Peter Rothwell (University of Oxford, UK), co-ordinator of the series and author of the first article, comments: "RCTs and systematic reviews cannot be expected to produce results that are directly relevant to all patients and all settings, but to be externally valid they should at least be designed and reported in a way that allows patients and clinicians to judge to whom they can reasonably be applied. While cognisant of the risks of over-regulation, some of the following recommendations might be worthwhile:
William Summerskill from The Lancet discusses the series in an accompanying commentary (p 13): "Let us not neglect the central role of patients as decision-makers in their own care. It is the responsibility of healthcare workers to communicate objective evidence in a manner which allows recipients to make an informed choice, and then to respect that choice. To empower consumers to make informed choices, the ability to interpret evidence and risk needs to be as much a life-skill for the public as for the profession.
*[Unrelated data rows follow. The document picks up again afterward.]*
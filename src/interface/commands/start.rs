//! # Start Command
//!
//! Handles the `/start` command.
//! Greets the user and offers the main menu, with the logo attached when it can be read.

use crate::domain::traits::ChatProvider;
use crate::domain::types::{ChatId, Menu, MenuOption, OutgoingMessage, Photo};
use crate::strings::{logs, messages};
use anyhow::{Result, anyhow};
use std::path::Path;

/// The two options offered with the welcome message.
pub fn main_menu() -> Menu {
    Menu::new(vec![
        MenuOption::new(messages::FUNCTIONS_LABEL, messages::FUNCTIONS_DATA),
        MenuOption::new(messages::CONTACTS_LABEL, messages::CONTACTS_DATA),
    ])
}

/// Sends exactly one welcome: photo + caption if the logo is readable, text otherwise.
/// A failed photo send is reported, not retried as text.
pub async fn handle_start(chat: &dyn ChatProvider, chat_id: ChatId, logo_path: &Path) -> Result<()> {
    let welcome = OutgoingMessage::markdown(messages::WELCOME).with_menu(main_menu());

    let sent = match load_logo(logo_path).await {
        Some(photo) => chat.send_photo(chat_id, photo, &welcome).await,
        None => chat.send_message(chat_id, &welcome).await,
    };
    sent.map_err(|e| anyhow!(e))
}

async fn load_logo(path: &Path) -> Option<Photo> {
    match tokio::fs::read(path).await {
        Ok(bytes) => Some(Photo {
            file_name: path
                .file_name()
                .map(|n| n.to_string_lossy().into_owned())
                .unwrap_or_else(|| "logo.png".to_string()),
            bytes,
        }),
        Err(e) => {
            tracing::error!("{}", logs::logo_missing(&path.display().to_string(), &e.to_string()));
            None
        }
    }
}

#[cfg(test)]
mod tests {
    use super::*;
    use crate::application::testing::{RecordingChat, Sent};

    const CHAT: ChatId = ChatId(100);

    #[tokio::test]
    async fn test_logo_present_sends_one_photo() {
        let dir = tempfile::tempdir().unwrap();
        let logo = dir.path().join("logo.png");
        std::fs::write(&logo, [0x89, b'P', b'N', b'G']).unwrap();
        let chat = RecordingChat::new();

        handle_start(&chat, CHAT, &logo).await.unwrap();

        assert_eq!(
            chat.sent(),
            vec![Sent::Photo {
                chat_id: CHAT,
                file_name: "logo.png".to_string(),
                caption: OutgoingMessage::markdown(messages::WELCOME).with_menu(main_menu()),
            }]
        );
    }

    #[tokio::test]
    async fn test_logo_missing_falls_back_to_text() {
        let dir = tempfile::tempdir().unwrap();
        let chat = RecordingChat::new();

        handle_start(&chat, CHAT, &dir.path().join("logo.png")).await.unwrap();

        assert_eq!(
            chat.sent(),
            vec![Sent::Message {
                chat_id: CHAT,
                message: OutgoingMessage::markdown(messages::WELCOME).with_menu(main_menu()),
            }]
        );
    }

    #[tokio::test]
    async fn test_failed_photo_is_not_resent_as_text() {
        let dir = tempfile::tempdir().unwrap();
        let logo = dir.path().join("logo.png");
        std::fs::write(&logo, b"img").unwrap();
        let chat = RecordingChat::failing();

        assert!(handle_start(&chat, CHAT, &logo).await.is_err());
        assert_eq!(chat.sent().len(), 1);
        assert!(matches!(chat.sent()[0], Sent::Photo { .. }));
    }

    #[test]
    fn test_main_menu_options() {
        let menu = main_menu();
        let data: Vec<&str> = menu.options.iter().map(|o| o.data.as_str()).collect();
        assert_eq!(data, vec!["functions", "contacts"]);
    }
}
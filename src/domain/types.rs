//! # Domain Types
//!
//! Common data structures and enums used across the application logic.

use regex::Regex;
use std::fmt;
use std::sync::OnceLock;

pub const COMMAND_PREFIX: char = '/';

/// Identifier of a conversation on the chat transport.
#[derive(Debug, Clone, Copy, PartialEq, Eq, Hash)]
pub struct ChatId(pub i64);

impl fmt::Display for ChatId {
    fn fmt(&self, f: &mut fmt::Formatter<'_>) -> fmt::Result {
        write!(f, "{}", self.0)
    }
}

/// An inbound user action, already classified by the transport.
#[derive(Debug, Clone, PartialEq)]
pub enum Event {
    /// `/name args`; a `/name@BotName` suffix is split off into `addressee`
    Command {
        chat_id: ChatId,
        name: String,
        addressee: Option<String>,
        args: String,
    },
    /// A press on one of the inline options attached to a bot message
    Selection {
        chat_id: ChatId,
        selection_id: String,
        data: String,
    },
    /// Plain text that does not start with the command prefix
    Text { chat_id: ChatId, text: String },
}

impl Event {
    /// Classifies a text message as a command or a free-text question.
    pub fn from_text(chat_id: ChatId, text: &str) -> Self {
        let trimmed = text.trim();
        if !trimmed.starts_with(COMMAND_PREFIX) {
            return Event::Text {
                chat_id,
                text: trimmed.to_string(),
            };
        }

        match command_regex().captures(trimmed) {
            Some(caps) => Event::Command {
                chat_id,
                name: caps[1].to_lowercase(),
                addressee: caps.get(2).map(|m| m.as_str().to_string()),
                args: caps
                    .get(3)
                    .map(|m| m.as_str().trim().to_string())
                    .unwrap_or_default(),
            },
            // Prefixed but malformed ("/", "/ hi"): still a command, just one nobody handles
            None => Event::Command {
                chat_id,
                name: String::new(),
                addressee: None,
                args: trimmed[COMMAND_PREFIX.len_utf8()..].trim().to_string(),
            },
        }
    }

    pub fn chat_id(&self) -> ChatId {
        match self {
            Event::Command { chat_id, .. }
            | Event::Selection { chat_id, .. }
            | Event::Text { chat_id, .. } => *chat_id,
        }
    }
}

fn command_regex() -> &'static Regex {
    static RE: OnceLock<Regex> = OnceLock::new();
    RE.get_or_init(|| {
        Regex::new(r"^/([A-Za-z0-9_]+)(?:@([A-Za-z0-9_]+))?(?:\s+([\s\S]*))?$")
            .expect("Invalid command pattern")
    })
}

/// A selectable inline option: the label shown and the payload sent back on press.
#[derive(Debug, Clone, PartialEq, Eq)]
pub struct MenuOption {
    pub label: String,
    pub data: String,
}

impl MenuOption {
    pub fn new(label: impl Into<String>, data: impl Into<String>) -> Self {
        Self {
            label: label.into(),
            data: data.into(),
        }
    }
}

/// Inline options attached to a message, one option per row.
#[derive(Debug, Clone, PartialEq, Eq, Default)]
pub struct Menu {
    pub options: Vec<MenuOption>,
}

impl Menu {
    pub fn new(options: Vec<MenuOption>) -> Self {
        Self { options }
    }
}

/// A message the bot wants delivered.
#[derive(Debug, Clone, PartialEq, Default)]
pub struct OutgoingMessage {
    pub text: String,
    /// Interpret `*bold*` / `_emphasis_` markup
    pub markdown: bool,
    pub menu: Option<Menu>,
}

impl OutgoingMessage {
    pub fn plain(text: impl Into<String>) -> Self {
        Self {
            text: text.into(),
            ..Default::default()
        }
    }

    pub fn markdown(text: impl Into<String>) -> Self {
        Self {
            text: text.into(),
            markdown: true,
            menu: None,
        }
    }

    pub fn with_menu(mut self, menu: Menu) -> Self {
        self.menu = Some(menu);
        self
    }
}

/// Image bytes plus the file name reported to the transport.
#[derive(Debug, Clone, PartialEq)]
pub struct Photo {
    pub file_name: String,
    pub bytes: Vec<u8>,
}

/// Raw output of the question-answering capability.
#[derive(Debug, Clone, PartialEq)]
pub struct Inference {
    pub answer: String,
    pub score: f32,
}

/// Best-effort answer span and its confidence in `[0, 1]`.
#[derive(Debug, Clone, PartialEq)]
pub struct Answer {
    pub text: String,
    pub confidence: f32,
    /// Set when the answer is a substitute for a failed inference
    pub failed: bool,
}

impl Answer {
    pub fn new(text: impl Into<String>, confidence: f32) -> Self {
        let confidence = if confidence.is_nan() {
            0.0
        } else {
            confidence.clamp(0.0, 1.0)
        };
        Self {
            text: text.into().trim().to_string(),
            confidence,
            failed: false,
        }
    }

    /// Nothing to answer from.
    pub fn empty() -> Self {
        Self::new("", 0.0)
    }

    /// Substitute for an inference that could not be performed.
    pub fn fallback() -> Self {
        Self {
            failed: true,
            ..Self::empty()
        }
    }

    pub fn is_empty(&self) -> bool {
        self.text.is_empty()
    }
}

/// A question waiting for its delayed answer. Carries everything the worker needs.
#[derive(Debug, Clone, PartialEq)]
pub struct PendingQuestion {
    pub question: String,
    pub chat_id: ChatId,
}

impl PendingQuestion {
    pub fn new(question: impl Into<String>, chat_id: ChatId) -> Self {
        Self {
            question: question.into(),
            chat_id,
        }
    }
}

#[cfg(test)]
mod tests {
    use super::*;

    const CHAT: ChatId = ChatId(42);

    #[test]
    fn test_plain_text_is_question() {
        assert_eq!(
            Event::from_text(CHAT, "  What is the vacation policy?\n"),
            Event::Text {
                chat_id: CHAT,
                text: "What is the vacation policy?".to_string()
            }
        );
    }

    #[test]
    fn test_command_parsing() {
        assert_eq!(
            Event::from_text(CHAT, "/start"),
            Event::Command {
                chat_id: CHAT,
                name: "start".to_string(),
                addressee: None,
                args: String::new()
            }
        );
        assert_eq!(
            Event::from_text(CHAT, "/Help@SputnikBot extra words"),
            Event::Command {
                chat_id: CHAT,
                name: "help".to_string(),
                addressee: Some("SputnikBot".to_string()),
                args: "extra words".to_string()
            }
        );
    }

    #[test]
    fn test_prefixed_text_never_becomes_question() {
        for text in ["/unknown", "/", "/ spaced", "/отпуск"] {
            assert!(
                matches!(Event::from_text(CHAT, text), Event::Command { .. }),
                "{text} classified as question"
            );
        }
    }

    #[test]
    fn test_answer_confidence_is_clamped() {
        assert_eq!(Answer::new("x", 1.7).confidence, 1.0);
        assert_eq!(Answer::new("x", -0.2).confidence, 0.0);
        assert_eq!(Answer::new("x", f32::NAN).confidence, 0.0);
        assert_eq!(Answer::new("  span \n", 0.5).text, "span");
    }

    #[test]
    fn test_fallback_answer() {
        let answer = Answer::fallback();
        assert!(answer.is_empty());
        assert!(answer.failed);
        assert_eq!(answer.confidence, 0.0);
        assert!(!Answer::empty().failed);
    }
}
Towards this end the UK Department of Education's strategy to incorporate research design and data interpretation as part of the national science curriculum for secondary schools is to be applauded…Unless we improve our teaching, understanding, application, and communication of evidence, we risk denying patients the potential benefits derived from their peers who participated in research and of those who worked so hard to report and publish it."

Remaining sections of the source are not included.